Marziam, diventerà un giovanissimo discepolo di Gesù, raccoglierà moltissimi appunti sui suoi discorsi e seguirà Pietro quando questi lascerà la Palestina.
Chissà - mi domando - se anche su questi appunti oltre che su quelli di Matteo e di altri apostoli - sarà stato ricostruito il ‘Vangelo di Marco’, l’evangelista discepolo di Pietro che certo da Pietro dovette essere aiutato nel suo compito…
14.2 Quella notte di luna piena sulla vetta del Monte degli ulivi…
E’ comunque proprio in questo viaggio a Gerusalemme per la seconda Pasqua che Gesù insegna agli apostoli - come già accennato in precedenza - la preghiera del ‘Padre nostro’.3
E’ una sera placida con la luna che illumina il cammino.
Dopo aver consumato la cena pasquale in città in una delle case di Lazzaro, il gruppo apostolico esce dalle mura di Gerusalemme e si dirige verso il Monte degli ulivi, posto panoramico e splendido.
Giunto sulla vetta, si siedono tutti e Gesù si rivolge agli apostoli rammentando loro come un giorno essi gli avessero chiesto di insegnare loro a pregare come lui pregava.
Ora - continua Gesù - essi hanno raggiunto un minimo di preparazione sufficiente affinché le parole della preghiera non siano una mera formula di parole vane.
Sotto la luce splendente della luna nel cielo blu della Palestina, fra il frusciare degli ulivi, Egli si rivolge dunque agli apostoli che gli stavano seduti intorno con queste parole:4
«Udite. Quando pregate dite così: "Padre nostro che sei nei Cieli, sia santificato il Nome tuo, venga il Regno tuo in terra come lo è in Cielo, e in terra come in Cielo sia fatta la Volontà tua. Dàcci oggi il nostro pane quotidiano, rimetti a noi i nostri debiti come noi li rimettiamo ai nostri debitori, non ci indurre in tentazione, ma liberaci dal Maligno".

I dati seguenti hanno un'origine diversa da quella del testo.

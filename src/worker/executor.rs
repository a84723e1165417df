use std::path::PathBuf;
use std::process::Stdio;

use tokio::io::{AsyncBufReadExt, BufReader};
use tokio::process::Command;
use tokio::sync::mpsc::UnboundedSender;
use tracing::{debug, warn};

use crate::error::{Result, SchedError};
use crate::events::Event;
use crate::scheduler::{Host, Job, MetaAgent};

/// Category of a worker status report.
#[derive(Debug, Clone, PartialEq, Eq)]
pub enum StatusTag {
    /// Heartbeat; payload is items processed so far.
    Heart,
    /// Progress report.
    Items,
    /// Memory usage report.
    Memory,
    /// Well-formed but unrecognised tag; logged and kept for liveness.
    Other(String),
}

/// One parsed worker status line, `TAG: number [number]`.
#[derive(Debug, Clone, PartialEq, Eq)]
pub struct StatusLine {
    pub tag: StatusTag,
    pub value: u64,
    pub extra: Option<u64>,
}

/// Parse a line of the worker status grammar:
/// one or more capital letters, a colon, whitespace, a number, and an
/// optional second number.
///
/// `HEART: 42` and `ITEMS: 42 7` match; `HEART:` and `heart: 1` do not.
pub fn parse_status_line(line: &str) -> Result<StatusLine> {
    let malformed = || SchedError::Protocol(format!("malformed status line: {:?}", line));

    let (tag, rest) = line.split_once(':').ok_or_else(malformed)?;
    if tag.is_empty() || !tag.chars().all(|c| c.is_ascii_uppercase()) {
        return Err(malformed());
    }
    if !rest.starts_with([' ', '\t']) {
        return Err(malformed());
    }

    let mut numbers = rest.split_ascii_whitespace();
    let value: u64 = numbers
        .next()
        .and_then(|n| n.parse().ok())
        .ok_or_else(malformed)?;
    let extra = match numbers.next() {
        Some(n) => Some(n.parse().map_err(|_| malformed())?),
        None => None,
    };
    if numbers.next().is_some() {
        return Err(malformed());
    }

    let tag = match tag {
        "HEART" => StatusTag::Heart,
        "ITEMS" => StatusTag::Items,
        "MEM" => StatusTag::Memory,
        other => StatusTag::Other(other.to_string()),
    };
    Ok(StatusLine { tag, value, extra })
}

/// Send a graceful (SIGTERM) or forced (SIGKILL) signal to a process.
/// Failures are logged; a vanished pid is not an error worth surfacing.
pub fn signal_process(pid: u32, force: bool) {
    let sig = if force { "-KILL" } else { "-TERM" };
    let result = std::process::Command::new("kill")
        .args([sig, &pid.to_string()])
        .status();
    match result {
        Ok(status) if status.success() => {}
        Ok(status) => warn!(pid, %sig, ?status, "kill exited non-zero"),
        Err(e) => warn!(pid, %sig, error = %e, "failed to run kill"),
    }
}

/// Spawns worker processes and feeds their output and exits back into
/// the event loop as events.
pub struct Executor {
    events: UnboundedSender<Event>,
    log_dir: PathBuf,
}

impl Executor {
    pub fn new(events: UnboundedSender<Event>, log_dir: PathBuf) -> Self {
        Self { events, log_dir }
    }

    pub fn set_log_dir(&mut self, log_dir: PathBuf) {
        self.log_dir = log_dir;
    }

    /// Spawn a worker for `job` on `host` and return its pid.
    ///
    /// Stdout is read line by line; well-formed status lines become
    /// [`Event::AgentStatus`], malformed ones are logged and discarded.
    /// The exit becomes one [`Event::AgentExited`].
    pub fn spawn_worker(&self, job: &Job, meta: &MetaAgent, host: &Host) -> Result<u32> {
        let mut command = self.build_command(job, meta, host);
        command
            .stdin(Stdio::null())
            .stdout(Stdio::piped())
            .stderr(self.stderr_sink(job))
            .kill_on_drop(false);

        let mut child = command.spawn().map_err(|e| SchedError::Spawn {
            agent: meta.name.clone(),
            source: e,
        })?;
        let pid = child.id().ok_or_else(|| SchedError::Spawn {
            agent: meta.name.clone(),
            source: std::io::Error::other("pid unavailable after spawn"),
        })?;
        debug!(pid, job = job.id, agent = %meta.name, host = %host.name, "spawned worker");

        if let Some(stdout) = child.stdout.take() {
            let events = self.events.clone();
            tokio::spawn(async move {
                let mut lines = BufReader::new(stdout).lines();
                while let Ok(Some(line)) = lines.next_line().await {
                    match parse_status_line(&line) {
                        Ok(parsed) => {
                            if events
                                .send(Event::AgentStatus { pid, line: parsed })
                                .is_err()
                            {
                                break;
                            }
                        }
                        Err(e) => warn!(pid, error = %e, "discarding worker output"),
                    }
                }
            });
        }

        let events = self.events.clone();
        tokio::spawn(async move {
            let success = match child.wait().await {
                Ok(status) => status.success(),
                Err(e) => {
                    warn!(pid, error = %e, "wait on worker failed");
                    false
                }
            };
            let _ = events.send(Event::AgentExited { pid, success });
        });

        Ok(pid)
    }

    fn build_command(&self, job: &Job, meta: &MetaAgent, host: &Host) -> Command {
        if host.is_local() {
            let mut cmd = Command::new("sh");
            cmd.args(["-c", &meta.command])
                .current_dir(&host.directory)
                .env("DISPATCHD_JOB_ID", job.id.to_string())
                .env("DISPATCHD_AGENT", &meta.name)
                .env("DISPATCHD_HOST", &host.name);
            cmd
        } else {
            // Remote hosts are reached over ssh; the worker inherits its
            // job binding through the environment prefix.
            let remote = format!(
                "cd {} && DISPATCHD_JOB_ID={} DISPATCHD_AGENT={} DISPATCHD_HOST={} {}",
                host.directory.display(),
                job.id,
                meta.name,
                host.name,
                meta.command
            );
            let mut cmd = Command::new("ssh");
            cmd.arg(&host.address).arg(remote);
            cmd
        }
    }

    fn stderr_sink(&self, job: &Job) -> Stdio {
        let path = self.log_dir.join(format!("job-{}.log", job.id));
        match std::fs::File::create(&path) {
            Ok(file) => Stdio::from(file),
            Err(e) => {
                warn!(path = %path.display(), error = %e, "cannot open job log, discarding stderr");
                Stdio::null()
            }
        }
    }
}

Gesù si è alzato per dire la preghiera e tutti lo hanno imitato, attenti, commossi.
«Non occorre altro, amici miei. In queste parole è chiuso come in un cerchio d'oro tutto quanto abbisogna all'uomo per lo spirito e per la carne e il sangue. Con questo chiedete ciò che è utile a quello e a questi. E se farete ciò che chiedete, acquisterete la vita eterna.
È una preghiera tanto perfetta che i marosi delle eresie e il corso dei secoli non l'intaccheranno.

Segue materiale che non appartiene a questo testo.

//! The signal bridge.
//!
//! OS signals can interrupt anything at any instruction boundary, so the
//! per-signal listeners do exactly one thing: set a bit in a shared
//! atomic bitmask. No allocation, no I/O, no locks. The event loop calls
//! [`SignalBridge::poll`] before taking each event (and at least once a
//! second), which atomically swaps the mask to zero and turns each bit
//! into an ordinary typed event. The swap is what makes a concurrently
//! arriving signal impossible to lose: it either lands before the swap
//! and is returned now, or after and is returned by the next poll.

use std::sync::atomic::{AtomicU32, Ordering};
use std::sync::Arc;
use std::time::{Duration, Instant};

use tokio_util::sync::CancellationToken;
use tracing::debug;

use crate::error::Result;
use crate::events::Event;

pub const BIT_CHLD: u32 = 1 << 0;
pub const BIT_TERM: u32 = 1 << 1;
pub const BIT_QUIT: u32 = 1 << 2;
pub const BIT_HUP: u32 = 1 << 3;

pub struct SignalBridge {
    mask: Arc<AtomicU32>,
    refresh_interval: Duration,
    last_refresh: Instant,
}

impl SignalBridge {
    pub fn new(refresh_interval: Duration) -> Self {
        Self {
            mask: Arc::new(AtomicU32::new(0)),
            refresh_interval,
            last_refresh: Instant::now(),
        }
    }

    /// Handle to the shared mask, for listener tasks and tests.
    pub fn mask(&self) -> Arc<AtomicU32> {
        Arc::clone(&self.mask)
    }

    /// The single operation permitted from a signal context.
    pub fn raise(mask: &AtomicU32, bit: u32) {
        mask.fetch_or(bit, Ordering::SeqCst);
    }

    /// Install listener tasks for SIGCHLD, SIGTERM, SIGQUIT and SIGHUP.
    /// Each delivery sets one bit; all real work happens in [`poll`].
    ///
    /// [`poll`]: SignalBridge::poll
    #[cfg(unix)]
    pub fn install(&self, cancel: &CancellationToken) -> Result<()> {
        use tokio::signal::unix::{signal, SignalKind};

        for (kind, bit) in [
            (SignalKind::child(), BIT_CHLD),
            (SignalKind::terminate(), BIT_TERM),
            (SignalKind::quit(), BIT_QUIT),
            (SignalKind::hangup(), BIT_HUP),
        ] {
            let mut stream = signal(kind)?;
            let mask = self.mask();
            let cancel = cancel.clone();
            tokio::spawn(async move {
                loop {
                    tokio::select! {
                        _ = cancel.cancelled() => break,
                        received = stream.recv() => {
                            if received.is_none() {
                                break;
                            }
                            Self::raise(&mask, bit);
                        }
                    }
                }
            });
        }
        Ok(())
    }

    #[cfg(not(unix))]
    pub fn install(&self, _cancel: &CancellationToken) -> Result<()> {
        Ok(())
    }

    /// Atomically read-and-clear the mask and convert set bits to events.
    /// Also emits the periodic refresh events on an elapsed-time basis,
    /// independent of any signal.
    pub fn poll(&mut self) -> Vec<Event> {
        let mask = self.mask.swap(0, Ordering::SeqCst);
        let mut events = Vec::new();

        if mask & BIT_CHLD != 0 {
            debug!("signal: child death");
            events.push(Event::ReapCheck);
        }
        if mask & BIT_TERM != 0 {
            debug!("signal: terminate, shutting down gracefully");
            events.push(Event::Close { force: false });
        }
        if mask & BIT_QUIT != 0 {
            debug!("signal: quit, shutting down forcefully");
            events.push(Event::Close { force: true });
        }
        if mask & BIT_HUP != 0 {
            debug!("signal: hangup, reloading configuration");
            events.push(Event::Reload);
        }

        if self.last_refresh.elapsed() >= self.refresh_interval {
            self.last_refresh = Instant::now();
            events.push(Event::RefreshAgents);
            events.push(Event::RefreshJobs);
        }

        events
    }
}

Il cristianesimo sarà spezzettato dal morso di Satana e molte parti della mia carne mistica verranno staccate, separate, facenti cellule a sé, nel vano desiderio di crearsi a corpo perfetto come sarà il Corpo mistico del Cristo, ossia quello dato da tutti i fedeli uniti nella Chiesa apostolica che sarà, finché sarà la terra, l'unica vera Chiesa.
Ma queste particelle separate, prive perciò dei doni che Io lascerò alla Chiesa Madre per nutrire i miei figli, si chiameranno però sempre cristiane, avendo culto al Cristo, e sempre si ricorderanno, nel loro errore, di essere venute dal Cristo.
Ebbene, esse pure pregheranno con questa universale preghiera.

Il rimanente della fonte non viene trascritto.